# [Your instructions]
Using the records that appear below, write out exactly the lines from the one with "message is kept." through the one with "if let Err(e)", keeping both end lines.

(Saved data entries)
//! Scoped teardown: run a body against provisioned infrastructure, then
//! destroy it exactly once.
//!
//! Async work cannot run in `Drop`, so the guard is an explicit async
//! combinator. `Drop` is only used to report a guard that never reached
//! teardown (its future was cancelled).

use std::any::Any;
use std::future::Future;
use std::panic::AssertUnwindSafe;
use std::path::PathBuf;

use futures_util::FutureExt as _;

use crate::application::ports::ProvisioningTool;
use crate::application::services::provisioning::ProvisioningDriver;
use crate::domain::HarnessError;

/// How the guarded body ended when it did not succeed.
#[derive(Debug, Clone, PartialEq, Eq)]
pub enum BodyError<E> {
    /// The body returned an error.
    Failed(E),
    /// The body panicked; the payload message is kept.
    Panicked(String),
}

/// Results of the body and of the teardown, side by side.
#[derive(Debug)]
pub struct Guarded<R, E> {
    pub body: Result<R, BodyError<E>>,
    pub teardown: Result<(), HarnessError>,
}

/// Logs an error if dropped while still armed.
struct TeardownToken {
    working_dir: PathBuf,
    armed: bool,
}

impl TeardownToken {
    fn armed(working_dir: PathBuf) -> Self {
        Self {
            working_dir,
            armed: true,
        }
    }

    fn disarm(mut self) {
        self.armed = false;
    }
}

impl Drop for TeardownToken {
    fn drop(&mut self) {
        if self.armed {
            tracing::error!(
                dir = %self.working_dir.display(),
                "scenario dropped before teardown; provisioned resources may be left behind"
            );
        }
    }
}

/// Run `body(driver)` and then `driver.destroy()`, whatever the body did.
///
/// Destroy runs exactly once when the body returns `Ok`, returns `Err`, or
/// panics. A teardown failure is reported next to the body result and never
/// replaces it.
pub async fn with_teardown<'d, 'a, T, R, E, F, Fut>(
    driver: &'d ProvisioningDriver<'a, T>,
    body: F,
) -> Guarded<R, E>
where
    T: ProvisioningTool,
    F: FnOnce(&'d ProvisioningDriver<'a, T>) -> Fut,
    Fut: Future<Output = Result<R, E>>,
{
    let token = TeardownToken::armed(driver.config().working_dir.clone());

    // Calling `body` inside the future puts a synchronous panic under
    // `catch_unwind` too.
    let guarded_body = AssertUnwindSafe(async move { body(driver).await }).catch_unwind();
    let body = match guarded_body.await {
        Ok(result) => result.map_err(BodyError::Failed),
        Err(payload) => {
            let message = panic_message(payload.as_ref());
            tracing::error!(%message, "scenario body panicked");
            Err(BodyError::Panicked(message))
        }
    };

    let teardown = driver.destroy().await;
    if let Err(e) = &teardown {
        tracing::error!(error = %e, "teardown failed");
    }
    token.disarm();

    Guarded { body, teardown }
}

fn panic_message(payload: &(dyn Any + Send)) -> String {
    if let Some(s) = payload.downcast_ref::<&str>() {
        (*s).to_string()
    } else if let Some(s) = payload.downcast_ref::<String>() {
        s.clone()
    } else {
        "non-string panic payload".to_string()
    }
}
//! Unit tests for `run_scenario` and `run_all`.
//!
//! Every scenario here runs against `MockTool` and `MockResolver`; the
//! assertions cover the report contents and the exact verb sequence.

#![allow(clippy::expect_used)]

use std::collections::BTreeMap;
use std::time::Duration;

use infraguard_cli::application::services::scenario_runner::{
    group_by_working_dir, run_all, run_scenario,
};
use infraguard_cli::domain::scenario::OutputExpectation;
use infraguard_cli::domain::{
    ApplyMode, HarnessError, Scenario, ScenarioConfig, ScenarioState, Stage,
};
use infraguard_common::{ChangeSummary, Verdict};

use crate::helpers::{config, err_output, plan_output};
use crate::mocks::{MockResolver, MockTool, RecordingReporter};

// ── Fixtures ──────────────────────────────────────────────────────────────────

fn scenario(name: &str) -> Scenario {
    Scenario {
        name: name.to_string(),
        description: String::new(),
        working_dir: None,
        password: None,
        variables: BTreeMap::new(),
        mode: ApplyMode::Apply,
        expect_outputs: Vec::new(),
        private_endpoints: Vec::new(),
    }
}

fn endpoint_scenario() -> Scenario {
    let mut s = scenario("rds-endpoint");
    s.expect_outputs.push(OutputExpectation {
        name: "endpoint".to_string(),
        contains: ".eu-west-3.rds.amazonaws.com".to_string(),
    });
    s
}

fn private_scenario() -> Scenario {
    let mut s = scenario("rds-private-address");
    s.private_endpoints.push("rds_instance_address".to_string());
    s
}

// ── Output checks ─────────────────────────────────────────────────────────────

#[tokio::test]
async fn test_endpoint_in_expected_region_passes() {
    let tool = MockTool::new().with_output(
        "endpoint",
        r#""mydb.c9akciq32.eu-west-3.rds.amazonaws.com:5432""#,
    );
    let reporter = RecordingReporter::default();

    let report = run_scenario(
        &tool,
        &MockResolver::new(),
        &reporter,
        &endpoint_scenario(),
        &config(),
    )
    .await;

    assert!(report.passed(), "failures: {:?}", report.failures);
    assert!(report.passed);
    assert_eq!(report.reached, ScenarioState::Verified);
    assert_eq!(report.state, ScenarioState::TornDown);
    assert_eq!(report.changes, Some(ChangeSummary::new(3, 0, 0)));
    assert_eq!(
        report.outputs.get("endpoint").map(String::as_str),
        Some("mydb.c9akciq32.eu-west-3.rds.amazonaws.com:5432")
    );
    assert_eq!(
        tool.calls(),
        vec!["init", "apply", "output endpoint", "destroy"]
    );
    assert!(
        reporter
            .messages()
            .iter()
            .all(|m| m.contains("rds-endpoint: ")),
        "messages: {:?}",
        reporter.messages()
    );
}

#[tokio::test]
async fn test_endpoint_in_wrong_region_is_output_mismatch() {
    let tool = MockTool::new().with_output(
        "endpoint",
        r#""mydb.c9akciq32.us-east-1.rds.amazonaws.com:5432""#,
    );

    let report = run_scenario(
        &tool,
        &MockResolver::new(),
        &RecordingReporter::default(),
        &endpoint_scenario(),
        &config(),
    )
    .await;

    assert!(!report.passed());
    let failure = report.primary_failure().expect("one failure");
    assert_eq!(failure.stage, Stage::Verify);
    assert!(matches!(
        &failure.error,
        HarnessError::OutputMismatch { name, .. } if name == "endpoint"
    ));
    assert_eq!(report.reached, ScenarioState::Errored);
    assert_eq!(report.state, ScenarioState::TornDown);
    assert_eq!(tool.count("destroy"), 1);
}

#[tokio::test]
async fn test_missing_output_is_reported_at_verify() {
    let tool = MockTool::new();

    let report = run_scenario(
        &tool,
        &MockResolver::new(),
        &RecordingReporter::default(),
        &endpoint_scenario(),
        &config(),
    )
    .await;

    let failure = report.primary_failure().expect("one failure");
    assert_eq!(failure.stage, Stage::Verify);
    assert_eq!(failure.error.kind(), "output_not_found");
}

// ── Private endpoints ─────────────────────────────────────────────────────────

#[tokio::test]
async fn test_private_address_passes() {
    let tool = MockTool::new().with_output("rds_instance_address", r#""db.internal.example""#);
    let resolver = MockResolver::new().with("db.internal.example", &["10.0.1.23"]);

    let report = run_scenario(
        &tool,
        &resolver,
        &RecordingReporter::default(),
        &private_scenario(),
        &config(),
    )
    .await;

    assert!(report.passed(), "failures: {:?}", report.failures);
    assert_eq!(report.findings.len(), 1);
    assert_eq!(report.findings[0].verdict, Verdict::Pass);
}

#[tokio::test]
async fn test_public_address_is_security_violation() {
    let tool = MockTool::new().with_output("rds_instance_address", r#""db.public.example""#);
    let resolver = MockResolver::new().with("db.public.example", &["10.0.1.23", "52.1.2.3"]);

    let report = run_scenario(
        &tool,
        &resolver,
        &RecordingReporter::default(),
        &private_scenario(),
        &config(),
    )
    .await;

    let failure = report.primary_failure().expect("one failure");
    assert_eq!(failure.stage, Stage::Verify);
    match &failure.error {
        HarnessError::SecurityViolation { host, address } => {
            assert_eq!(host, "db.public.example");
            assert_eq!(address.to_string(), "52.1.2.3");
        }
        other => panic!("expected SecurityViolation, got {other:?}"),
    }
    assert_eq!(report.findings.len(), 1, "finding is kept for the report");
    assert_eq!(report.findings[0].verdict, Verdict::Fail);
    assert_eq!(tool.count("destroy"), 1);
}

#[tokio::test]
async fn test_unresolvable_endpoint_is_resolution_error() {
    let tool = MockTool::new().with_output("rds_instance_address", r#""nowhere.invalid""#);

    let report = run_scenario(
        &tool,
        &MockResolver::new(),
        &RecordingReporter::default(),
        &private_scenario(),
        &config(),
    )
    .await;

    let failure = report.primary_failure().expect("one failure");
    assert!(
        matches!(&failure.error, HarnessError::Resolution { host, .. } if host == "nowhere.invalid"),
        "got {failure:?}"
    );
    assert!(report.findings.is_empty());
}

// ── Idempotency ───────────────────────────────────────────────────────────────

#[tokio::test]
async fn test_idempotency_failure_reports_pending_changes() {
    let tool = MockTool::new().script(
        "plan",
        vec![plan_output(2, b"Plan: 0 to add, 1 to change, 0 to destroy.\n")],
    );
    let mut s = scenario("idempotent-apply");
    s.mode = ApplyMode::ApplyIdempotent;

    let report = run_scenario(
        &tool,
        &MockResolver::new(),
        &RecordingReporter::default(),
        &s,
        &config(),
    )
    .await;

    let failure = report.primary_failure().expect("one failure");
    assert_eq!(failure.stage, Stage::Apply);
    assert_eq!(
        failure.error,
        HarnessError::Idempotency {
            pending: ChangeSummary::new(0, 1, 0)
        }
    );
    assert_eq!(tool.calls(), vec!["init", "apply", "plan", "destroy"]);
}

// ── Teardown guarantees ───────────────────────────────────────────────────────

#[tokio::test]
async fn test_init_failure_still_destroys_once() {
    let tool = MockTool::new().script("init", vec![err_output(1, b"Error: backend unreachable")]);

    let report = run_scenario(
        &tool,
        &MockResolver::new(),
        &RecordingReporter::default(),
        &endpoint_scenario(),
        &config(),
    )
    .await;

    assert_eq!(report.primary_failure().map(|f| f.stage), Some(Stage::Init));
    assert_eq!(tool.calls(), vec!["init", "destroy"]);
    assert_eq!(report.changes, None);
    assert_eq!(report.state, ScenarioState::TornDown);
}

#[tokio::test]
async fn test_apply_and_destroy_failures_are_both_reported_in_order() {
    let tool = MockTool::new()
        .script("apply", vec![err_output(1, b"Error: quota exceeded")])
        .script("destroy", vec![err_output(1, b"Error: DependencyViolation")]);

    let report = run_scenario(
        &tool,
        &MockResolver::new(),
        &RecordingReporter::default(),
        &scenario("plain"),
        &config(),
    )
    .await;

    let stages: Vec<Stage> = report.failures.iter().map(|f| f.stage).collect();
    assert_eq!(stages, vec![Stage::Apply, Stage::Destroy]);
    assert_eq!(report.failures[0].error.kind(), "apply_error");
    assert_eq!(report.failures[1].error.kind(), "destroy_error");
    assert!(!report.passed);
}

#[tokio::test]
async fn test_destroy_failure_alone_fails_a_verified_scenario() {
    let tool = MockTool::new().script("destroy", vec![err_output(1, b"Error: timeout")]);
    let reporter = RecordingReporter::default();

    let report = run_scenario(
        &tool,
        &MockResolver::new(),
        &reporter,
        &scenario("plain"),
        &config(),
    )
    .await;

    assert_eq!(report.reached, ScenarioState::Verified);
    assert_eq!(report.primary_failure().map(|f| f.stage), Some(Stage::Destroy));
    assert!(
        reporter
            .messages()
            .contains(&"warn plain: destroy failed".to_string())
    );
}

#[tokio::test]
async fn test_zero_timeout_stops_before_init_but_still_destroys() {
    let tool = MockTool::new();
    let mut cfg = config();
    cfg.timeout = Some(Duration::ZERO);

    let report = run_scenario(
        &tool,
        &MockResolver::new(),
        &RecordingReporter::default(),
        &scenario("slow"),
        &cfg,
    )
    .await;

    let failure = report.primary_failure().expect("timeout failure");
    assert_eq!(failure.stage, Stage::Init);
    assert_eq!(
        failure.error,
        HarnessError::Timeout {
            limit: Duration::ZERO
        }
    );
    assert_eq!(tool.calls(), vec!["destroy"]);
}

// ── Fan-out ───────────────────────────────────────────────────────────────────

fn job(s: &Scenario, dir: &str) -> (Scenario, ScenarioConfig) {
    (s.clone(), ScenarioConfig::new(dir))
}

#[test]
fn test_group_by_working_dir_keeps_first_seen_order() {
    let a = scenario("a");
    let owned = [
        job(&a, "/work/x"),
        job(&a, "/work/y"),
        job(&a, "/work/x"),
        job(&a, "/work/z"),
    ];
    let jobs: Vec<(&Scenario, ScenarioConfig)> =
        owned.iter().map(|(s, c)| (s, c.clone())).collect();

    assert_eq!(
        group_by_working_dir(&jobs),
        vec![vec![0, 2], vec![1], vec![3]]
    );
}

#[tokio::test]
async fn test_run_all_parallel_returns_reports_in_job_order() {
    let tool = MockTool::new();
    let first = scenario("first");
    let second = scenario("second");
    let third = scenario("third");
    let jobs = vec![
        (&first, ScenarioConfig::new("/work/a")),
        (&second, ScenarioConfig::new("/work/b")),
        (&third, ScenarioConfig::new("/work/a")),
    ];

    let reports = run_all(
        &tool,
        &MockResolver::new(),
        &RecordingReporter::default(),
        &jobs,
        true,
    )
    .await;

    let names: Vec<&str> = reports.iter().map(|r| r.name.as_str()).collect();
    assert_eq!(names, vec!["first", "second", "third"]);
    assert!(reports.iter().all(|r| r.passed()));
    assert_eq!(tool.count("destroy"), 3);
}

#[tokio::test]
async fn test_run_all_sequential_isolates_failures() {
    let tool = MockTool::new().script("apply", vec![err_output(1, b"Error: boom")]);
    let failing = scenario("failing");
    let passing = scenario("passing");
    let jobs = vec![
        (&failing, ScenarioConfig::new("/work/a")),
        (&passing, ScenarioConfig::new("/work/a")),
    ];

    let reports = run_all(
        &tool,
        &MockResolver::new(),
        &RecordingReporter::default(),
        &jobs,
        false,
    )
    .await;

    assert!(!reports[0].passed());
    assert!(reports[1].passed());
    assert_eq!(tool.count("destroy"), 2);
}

# [Result for this task]
    /// The body panicked; the payload message is kept.
    Panicked(String),
}

/// Results of the body and of the teardown, side by side.
#[derive(Debug)]
pub struct Guarded<R, E> {
    pub body: Result<R, BodyError<E>>,
    pub teardown: Result<(), HarnessError>,
}

/// Logs an error if dropped while still armed.
struct TeardownToken {
    working_dir: PathBuf,
    armed: bool,
}

impl TeardownToken {
    fn armed(working_dir: PathBuf) -> Self {
        Self {
            working_dir,
            armed: true,
        }
    }

    fn disarm(mut self) {
        self.armed = false;
    }
}

impl Drop for TeardownToken {
    fn drop(&mut self) {
        if self.armed {
            tracing::error!(
                dir = %self.working_dir.display(),
                "scenario dropped before teardown; provisioned resources may be left behind"
            );
        }
    }
}

/// Run `body(driver)` and then `driver.destroy()`, whatever the body did.
///
/// Destroy runs exactly once when the body returns `Ok`, returns `Err`, or
/// panics. A teardown failure is reported next to the body result and never
/// replaces it.
pub async fn with_teardown<'d, 'a, T, R, E, F, Fut>(
    driver: &'d ProvisioningDriver<'a, T>,
    body: F,
) -> Guarded<R, E>
where
    T: ProvisioningTool,
    F: FnOnce(&'d ProvisioningDriver<'a, T>) -> Fut,
    Fut: Future<Output = Result<R, E>>,
{
    let token = TeardownToken::armed(driver.config().working_dir.clone());

    // Calling `body` inside the future puts a synchronous panic under
    // `catch_unwind` too.
    let guarded_body = AssertUnwindSafe(async move { body(driver).await }).catch_unwind();
    let body = match guarded_body.await {
        Ok(result) => result.map_err(BodyError::Failed),
        Err(payload) => {
            let message = panic_message(payload.as_ref());
            tracing::error!(%message, "scenario body panicked");
            Err(BodyError::Panicked(message))
        }
    };

    let teardown = driver.destroy().await;
    if let Err(e) = &teardown {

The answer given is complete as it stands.